Although the June 1 attacks had been unsuccessful, Meade believed that an attack early on June 2 could succeed if he was able to mass sufficient forces against an appropriate location. He and Grant decided to attack Lee's right flank. Anderson's men had been heavily engaged there on June 1, and it seemed unlikely that they had found the time to build substantial defenses. And if the attack succeeded, Lee's right would be driven back into the Chickahominy River. Meade ordered Hancock's II Corps to shift southeast from Totopotomoy Creek and assume a position to the left of Wright's VI Corps. Once Hancock was in position, Meade would attack on his left from Old Cold Harbor with three Union corps in line, totaling 35,000 men: Hancock's II Corps, Wright's VI Corps, and Baldy Smith's XVIII Corps. Meade also ordered Warren and Burnside to attack Lee's left flank in the morning "at all hazards," convinced that Lee was moving troops from his left to fortify his right.

Hancock's men marched almost all night and arrived too worn-out for an immediate attack that morning. Grant agreed to let the men rest and postponed the attack until 5 p.m., and then again until 4:30 a.m. on June 3. But Grant and Meade did not give specific orders for the attack, leaving it up to the corps commanders to decide where they would hit the Confederate lines and how they would coordinate with each other. No senior commander had reconnoitered the enemy position. Baldy Smith wrote that he was "aghast at the reception of such an order, which proved conclusively the utter absence of any military plan." He told his staff that the whole attack was, "simply an order to slaughter my best troops."

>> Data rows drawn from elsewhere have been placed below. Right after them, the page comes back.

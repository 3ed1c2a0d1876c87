use super::locator::LocateStrategy;
use super::{Shop, SourceConfig};

/// Listing pages scraped on every discovery cycle, in order.
pub fn default_sources() -> Vec<SourceConfig> {
    vec![
        SourceConfig {
            shop: Shop::Kabum,
            pages: vec![
                "https://www.kabum.com.br/ofertas/ofertaskabum".to_string(),
                "https://www.kabum.com.br/lojas/ofertas-do-dia".to_string(),
                "https://www.kabum.com.br/promocao/OFERTAFLASH".to_string(),
            ],
            strategy: LocateStrategy::PriceNearLink,
            max_depth: 4,
            link_markers: vec![],
        },
        SourceConfig {
            shop: Shop::Pichau,
            pages: vec![
                "https://www.pichau.com.br/promocao/".to_string(),
                "https://www.pichau.com.br/ofertas/".to_string(),
                "https://www.pichau.com.br/".to_string(),
            ],
            strategy: LocateStrategy::PriceNearLink,
            max_depth: 4,
            link_markers: vec![],
        },
        SourceConfig {
            shop: Shop::Amazon,
            pages: vec![
                "https://www.amazon.com.br/deals".to_string(),
                "https://www.amazon.com.br/gp/goldbox".to_string(),
            ],
            strategy: LocateStrategy::LinkNearPrice,
            max_depth: 4,
            link_markers: vec!["/dp/".to_string(), "/gp/product/".to_string()],
        },
    ]
}
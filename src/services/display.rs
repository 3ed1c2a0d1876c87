//! Delivery-time presentation: display titles, affiliate links, captions.

use lazy_static::lazy_static;
use regex::Regex;
use url::Url;

use crate::entities::offers;
use crate::scrapers::Shop;
use crate::scrapers::text::{collapse_whitespace, unescape_entities};

pub const PLACEHOLDER_TITLE: &str = "Produto";
pub const OFFER_BUTTON_TEXT: &str = "Ver oferta 🛍️";

lazy_static! {
    static ref PROMO_TOKENS_REGEX: Regex = Regex::new(
        r"(?i)\b(?:ofertas?|promo[cç][aã]o|promo|black friday|flash sale|off)\b"
    ).unwrap();

    static ref PERCENT_REGEX: Regex = Regex::new(r"-?\s*\d{1,3}\s?%").unwrap();

    static ref PRICE_FRAGMENT_REGEX: Regex = Regex::new(
        r"(?i)(?:\b(?:de|por):?\s*)?R\$\s?[\d.,]*\d"
    ).unwrap();

    static ref MARKDOWN_CHARS_REGEX: Regex = Regex::new(r"[*`\[\]_]").unwrap();
}

/// Affiliate parameter appended to links of one retailer
#[derive(Debug, Clone, PartialEq, Eq)]
pub struct AffiliateRule {
    pub shop: Shop,
    pub domain: String,
    pub param: String,
    pub value: String,
}

impl AffiliateRule {
    pub fn new(shop: Shop, domain: &str, param: &str, value: impl Into<String>) -> Self {
        Self {
            shop,
            domain: domain.to_string(),
            param: param.to_string(),
            value: value.into(),
        }
    }

    fn matches_host(&self, host: &str) -> bool {
        host == self.domain || host.ends_with(&format!(".{}", self.domain))
    }
}

/// Short caption title: promo words, percentages and price fragments removed.
pub fn clean_title_for_display(raw_title: Option<&str>) -> String {
    let title = raw_title.map(unescape_entities).unwrap_or_default();
    let title = collapse_whitespace(&title.replace('\u{a0}', " "));

    let title = PRICE_FRAGMENT_REGEX.replace_all(&title, " ");
    let title = PERCENT_REGEX.replace_all(&title, " ");
    let title = PROMO_TOKENS_REGEX.replace_all(&title, " ");
    let title = MARKDOWN_CHARS_REGEX.replace_all(&title, "");

    let title = collapse_whitespace(&title);
    let title = title.trim_matches(|c: char| " -–—:;/|,".contains(c));

    if title.is_empty() {
        PLACEHOLDER_TITLE.to_string()
    } else {
        title.to_string()
    }
}

/// Append the retailer's affiliate parameter unless the link already has it.
/// Applying it more than once yields the same link.
pub fn apply_affiliate(link: &str, rules: &[AffiliateRule]) -> String {
    let Ok(mut url) = Url::parse(link) else {
        return link.to_string();
    };
    let Some(host) = url.host_str().map(str::to_lowercase) else {
        return link.to_string();
    };
    let Some(rule) = rules.iter().find(|r| r.matches_host(&host)) else {
        return link.to_string();
    };

    if rule.value.is_empty() || url.query_pairs().any(|(k, _)| k == rule.param.as_str()) {
        return link.to_string();
    }

    url.query_pairs_mut().append_pair(&rule.param, &rule.value);
    url.to_string()
}

/// Markdown caption plus the button target for one offer
#[derive(Debug, Clone, PartialEq)]
pub struct OfferMessage {
    pub text: String,
    pub button_url: String,
}

pub fn compose_message(offer: &offers::Model, rules: &[AffiliateRule]) -> OfferMessage {
    let title = clean_title_for_display(offer.title.as_deref());
    let price = offer.price.as_deref().unwrap_or_default();

    let mut text = format!("*{}*\n💸 *Preço:* {}", title, price);
    if let Some(coupon) = offer.coupon.as_deref().filter(|c| !c.trim().is_empty()) {
        text.push_str(&format!("\n🏷️ *Cupom:* `{}`", coupon.trim()));
    }

    OfferMessage {
        text,
        button_url: apply_affiliate(&offer.url, rules),
    }
}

Robert E. Lee took advantage of the Union delays to bolster his defenses. When Hancock departed Totopotomoy Creek, Lee was free to shift Breckinridge's division to his far right flank, where he would once again face Hancock. Breckinridge drove a small Union force off Turkey Hill, which dominated the southern part of the battlefield. Lee also moved troops from A.P. Hill's Third Corps, the divisions of Brig. Gens. William Mahone and Cadmus M. Wilcox, to support Breckinridge, and stationed cavalry under Fitzhugh Lee to guard the army's right flank. The result was a curving line on low ridges, 7 mi long, with the left flank anchored on Totopotomoy Creek, the right on the Chickahominy River, making any flanking moves impossible.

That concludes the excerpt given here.